Il nous faut maintenant valider nos réservations et céder aux modalités d’enregistrement. Au passage, nous retrouvons Katia et Gillou qui, en êtres censés, attendaient notre arrivée au bord de la seule et unique route qui mène au camping et qui, était empruntée par la (presque) totalité des bikers.
Après avoir pris possession de notre « Welcome pack » composé d’un road-book, d’un laissez-passer et quantités de goodies, nous nous dirigeons vers notre lieu de villégiature pour les 3 prochaines nuits.
Les bungalows sont de bonne facture, correctement équipés et parfaitement fonctionnels pour l’usage que nous en aurons.
Après l’attribution de nos puciers respectifs et un rapide déballage des affaires, c’est avec un plaisir non dissimulé que nous nous réunissons, les 13 que nous sommes, autour d’un rafraîchissement, sur la terrasse, pour savourer un instant rare.
Outre la découverte du site privatisé, très propre et agréable à parcourir, nous décidons de remettre le magasinage à plus tard et axons notre effort sur les stands dédiés à l’alimentation. Le dicton ne dit il pas ; « Un motard, ça n’a pas de cœur, mais ça a deux estomacs… ».
le reste de la soirée a été consacré à une montagne de fous-rires, d’histoires drôles et d’anecdotes piquantes. Ça y est, nos ACES avaient commencé !
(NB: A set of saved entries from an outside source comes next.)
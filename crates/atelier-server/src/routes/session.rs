use crate::state::AppState;
use atelier::providers::factory::ProviderType;
use atelier::session::ConfigAction;
use axum::{
    extract::State,
    http::StatusCode,
    response::IntoResponse,
    routing::get,
    Json, Router,
};
use serde::{Deserialize, Serialize};

#[derive(Debug, Serialize)]
struct SessionConfigResponse {
    provider: ProviderType,
    model: String,
    #[serde(skip_serializing_if = "Option::is_none")]
    host: Option<String>,
    /// Masked; the real key never leaves the process.
    #[serde(skip_serializing_if = "Option::is_none")]
    api_key: Option<String>,
    system_instruction: String,
    ready: bool,
}

#[derive(Debug, Deserialize, Serialize)]
struct UpdateSessionRequest {
    provider: ProviderType,
    #[serde(default)]
    model: Option<String>,
    #[serde(default)]
    api_key: Option<String>,
    #[serde(default)]
    host: Option<String>,
    #[serde(default)]
    system_instruction: Option<String>,
}

#[derive(Debug, Serialize)]
struct UpdateSessionResponse {
    action: String,
    ready: bool,
}

#[derive(Debug, Serialize)]
struct ErrorResponse {
    error: String,
}

async fn get_config(State(state): State<AppState>) -> Json<SessionConfigResponse> {
    let agent = state.agent.lock().await;
    let config = agent.session_config();
    Json(SessionConfigResponse {
        provider: config.provider,
        model: config.model.clone(),
        host: config.base_url.clone(),
        api_key: config.api_key.as_ref().map(|_| "********".to_string()),
        system_instruction: config.system_instruction.clone(),
        ready: agent.is_ready(),
    })
}

/// Apply a configuration change. Fields left out of the request keep their
/// current values; any effective change rebuilds the model session while the
/// chat history stays put.
async fn update_config(
    State(state): State<AppState>,
    Json(request): Json<UpdateSessionRequest>,
) -> impl IntoResponse {
    let mut agent = state.agent.lock().await;

    let mut config = agent.session_config().clone();
    config.provider = request.provider;
    if let Some(model) = request.model {
        config.model = model;
    }
    if let Some(api_key) = request.api_key {
        config.api_key = Some(api_key);
    }
    if let Some(host) = request.host {
        config.base_url = Some(host);
    }
    if let Some(instruction) = request.system_instruction {
        config.system_instruction = instruction;
    }

    match agent.configure(config) {
        Ok(action) => {
            let action = match action {
                ConfigAction::Keep => "keep",
                ConfigAction::Recreate => "recreate",
            };
            (
                StatusCode::OK,
                Json(UpdateSessionResponse {
                    action: action.to_string(),
                    ready: agent.is_ready(),
                }),
            )
                .into_response()
        }
        Err(e) => (
            StatusCode::BAD_REQUEST,
            Json(ErrorResponse {
                error: format!("Could not apply session configuration: {}", e),
            }),
        )
            .into_response(),
    }
}

// Configure routes for this module
pub fn routes(state: AppState) -> Router {
    Router::new()
        .route("/session/config", get(get_config).put(update_config))
        .with_state(state)
}
use chrono::Utc;
use serde::{Deserialize, Serialize};

use super::content::{Content, ImageContent, TextContent};
use super::role::Role;
use super::tool::ToolCall;

/// A tool invocation the model asked for, tagged with a stable id so the
/// response can be paired back up even when executions finish out of order.
#[derive(Debug, Clone, PartialEq, Serialize, Deserialize)]
pub struct ToolRequest {
    pub id: String,
    pub call: ToolCall,
}

/// The stringified outcome of a tool invocation, sent back to the model.
#[derive(Debug, Clone, PartialEq, Serialize, Deserialize)]
pub struct ToolResponse {
    pub id: String,
    pub name: String,
    pub result: String,
}

/// Content passed inside a wire message
#[derive(Debug, Clone, PartialEq, Serialize, Deserialize)]
pub enum MessageContent {
    Text(TextContent),
    Image(ImageContent),
    ToolRequest(ToolRequest),
    ToolResponse(ToolResponse),
}

impl MessageContent {
    pub fn text<S: Into<String>>(text: S) -> Self {
        MessageContent::Text(TextContent { text: text.into() })
    }

    pub fn image<S: Into<String>, T: Into<String>>(data: S, mime_type: T) -> Self {
        MessageContent::Image(ImageContent::new(data, mime_type))
    }

    pub fn tool_request<S: Into<String>>(id: S, call: ToolCall) -> Self {
        MessageContent::ToolRequest(ToolRequest {
            id: id.into(),
            call,
        })
    }

    pub fn tool_response<S, N, R>(id: S, name: N, result: R) -> Self
    where
        S: Into<String>,
        N: Into<String>,
        R: Into<String>,
    {
        MessageContent::ToolResponse(ToolResponse {
            id: id.into(),
            name: name.into(),
            result: result.into(),
        })
    }

    pub fn as_text(&self) -> Option<&str> {
        match self {
            MessageContent::Text(text) => Some(&text.text),
            _ => None,
        }
    }

    pub fn as_tool_request(&self) -> Option<&ToolRequest> {
        match self {
            MessageContent::ToolRequest(request) => Some(request),
            _ => None,
        }
    }

    pub fn as_tool_response(&self) -> Option<&ToolResponse> {
        match self {
            MessageContent::ToolResponse(response) => Some(response),
            _ => None,
        }
    }
}

impl From<Content> for MessageContent {
    fn from(content: Content) -> Self {
        match content {
            Content::Text(text) => MessageContent::Text(text),
            Content::Image(image) => MessageContent::Image(image),
        }
    }
}

/// A message to or from an LLM
#[derive(Debug, Clone, PartialEq, Serialize, Deserialize)]
pub struct Message {
    pub role: Role,
    pub created: i64,
    pub content: Vec<MessageContent>,
}

impl Message {
    /// Create a new user message with the current timestamp
    pub fn user() -> Self {
        Message {
            role: Role::User,
            created: Utc::now().timestamp(),
            content: Vec::new(),
        }
    }

    /// Create a new assistant message with the current timestamp
    pub fn assistant() -> Self {
        Message {
            role: Role::Assistant,
            created: Utc::now().timestamp(),
            content: Vec::new(),
        }
    }

    pub fn with_content(mut self, content: MessageContent) -> Self {
        self.content.push(content);
        self
    }

    pub fn with_text<S: Into<String>>(self, text: S) -> Self {
        self.with_content(MessageContent::text(text))
    }

    pub fn with_image<S: Into<String>, T: Into<String>>(self, data: S, mime_type: T) -> Self {
        self.with_content(MessageContent::image(data, mime_type))
    }

    pub fn with_tool_request<S: Into<String>>(self, id: S, call: ToolCall) -> Self {
        self.with_content(MessageContent::tool_request(id, call))
    }

    pub fn with_tool_response<S, N, R>(self, id: S, name: N, result: R) -> Self
    where
        S: Into<String>,
        N: Into<String>,
        R: Into<String>,
    {
        self.with_content(MessageContent::tool_response(id, name, result))
    }

    /// All text parts joined with newlines. Empty string when the message
    /// carries no text at all.
    pub fn text(&self) -> String {
        self.content
            .iter()
            .filter_map(|c| c.as_text())
            .collect::<Vec<_>>()
            .join("\n")
    }

    /// The tool invocations requested by this message, in request order.
    pub fn tool_requests(&self) -> Vec<&ToolRequest> {
        self.content
            .iter()
            .filter_map(|c| c.as_tool_request())
            .collect()
    }
}
use indoc::indoc;

/// The default system instruction. Users can replace it from the settings
/// surface, and the agent itself can rewrite it through the
/// `updateSystemInstruction` tool.
pub const DEFAULT_SYSTEM_INSTRUCTION: &str = indoc! {r#"
    You are an expert AI agent designed to solve complex user requests by acting as a planner and an executor.
    You have access to a set of powerful tools and a virtual file system.

    Your Core Logic: Plan-Execute-Check Loop
    For every request, follow these steps:

    1. Parse Intent & Plan: analyze the user's goal, break it into executable
       steps, and pick the right tool for each step.
    2. Execute & Gather Evidence: call the chosen tool. The result comes back
       to you as evidence; acknowledge it and continue with your plan.
    3. Check & Adapt: after each tool execution, check the result. If a tool
       failed (the result starts with "Error:"), DO NOT STOP. Announce the
       failure, re-evaluate, state a new plan, and execute it.
    4. Respond: once your plan is complete, provide a comprehensive final
       answer. Mention any files you created or modified.

    Handling goal changes:
    - Hard pivot: when the user issues a new, unrelated command, acknowledge
      it, discard the old plan, and start a new one.
    - Soft merge: when the user adds a related instruction, integrate it into
      the current plan at the most logical point and continue.

    Available tools:
    - googleSearch: search the web for real-time information, news, or URLs.
    - readUrl: fetch the text content of a web page found via search.
    - listFiles / readFile / writeFile: work with the file workspace.
    - runJavascript: execute code in a sandboxed environment; no network or
      browser APIs are available to it.
    - runTerminalCommand: a simulated terminal supporting 'ls',
      'cat <fileName>', 'echo <text>' and 'pwd'.
    - readScratchpad / updateScratchpad: a scratch area for intermediate notes.
    - writeData / readData / deleteData / getAllKeys: a persistent key-value
      store that survives across sessions.
    - updateSystemInstruction: rewrite your own core instructions. Use it only
      when the user explicitly asks you to change your behavior.

    IMPORTANT:
    - When appropriate, search in multiple languages to gather more complete
      information, but always respond in the user's original language.
    - Don't ask for permission to use tools; just use them as part of your
      plan. Ensure arguments are well-formed, e.g. 'content' for 'writeFile'
      must be a single string.
"#};
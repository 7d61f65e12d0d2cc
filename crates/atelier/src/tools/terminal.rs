//! A simulated terminal over the file workspace. Supports the small command
//! set the agent is told about: `ls`, `cat <file>`, `echo <text>`, `pwd`.

use crate::errors::{ToolError, ToolResult};

use super::files::FileSystem;

const WORKING_DIR: &str = "/workspace";

pub async fn execute(files: &dyn FileSystem, command: &str) -> ToolResult<String> {
    let trimmed = command.trim();
    let (program, rest) = match trimmed.split_once(char::is_whitespace) {
        Some((program, rest)) => (program, rest.trim()),
        None => (trimmed, ""),
    };

    match program {
        "ls" => {
            let names = files.list().await?;
            if names.is_empty() {
                Ok(String::new())
            } else {
                Ok(names.join("\n"))
            }
        }
        "cat" => {
            if rest.is_empty() {
                return Err(ToolError::InvalidParameters(
                    "cat requires a file name".to_string(),
                ));
            }
            files.read(rest).await
        }
        "echo" => Ok(rest.trim_matches('"').to_string()),
        "pwd" => Ok(WORKING_DIR.to_string()),
        "" => Err(ToolError::InvalidParameters("empty command".to_string())),
        other => Err(ToolError::InvalidParameters(format!(
            "command not supported: {}. Supported commands: ls, cat, echo, pwd",
            other
        ))),
    }
}
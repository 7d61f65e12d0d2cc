pub mod base;
pub mod configs;
pub mod factory;
pub mod gemini;
pub mod openai;
pub mod utils;

#[cfg(test)]
pub mod mock;
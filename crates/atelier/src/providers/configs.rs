pub const GEMINI_DEFAULT_HOST: &str = "https://generativelanguage.googleapis.com";
pub const OPENAI_DEFAULT_HOST: &str = "https://api.openai.com";

#[derive(Debug, Clone, PartialEq)]
pub struct GeminiProviderConfig {
    pub host: String,
    pub api_key: String,
    pub model: String,
}

#[derive(Debug, Clone, PartialEq)]
pub struct OpenAiProviderConfig {
    pub host: String,
    pub api_key: String,
    pub model: String,
}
Jour 2 : « La découverte »
Après une courte nuit, la vie reprend dans les bungalows. Le jour n’est pas encore levé que déjà, nombre de motos « tournent » dans la place. Certains participants sont arrivés tard la veille au soir, tandis que d’autres débarquent tout juste…
Sis à 35 kms du site de Gergovie, notre lieu de villégiature est situé au cœur du parc naturel régional des volcans d’Auvergne. Région absolument magnifique, sauvage et encore en partie préservée du monde de fous dans lequel nous vivons. D’aucuns diront de ce lieu « Ça me fait penser à… » ou « On dirait… » foutaises ! L’Auvergne, elle est unique ! Mais il n’est pas impossible que certaines régions à travers le monde puissent lui ressembler…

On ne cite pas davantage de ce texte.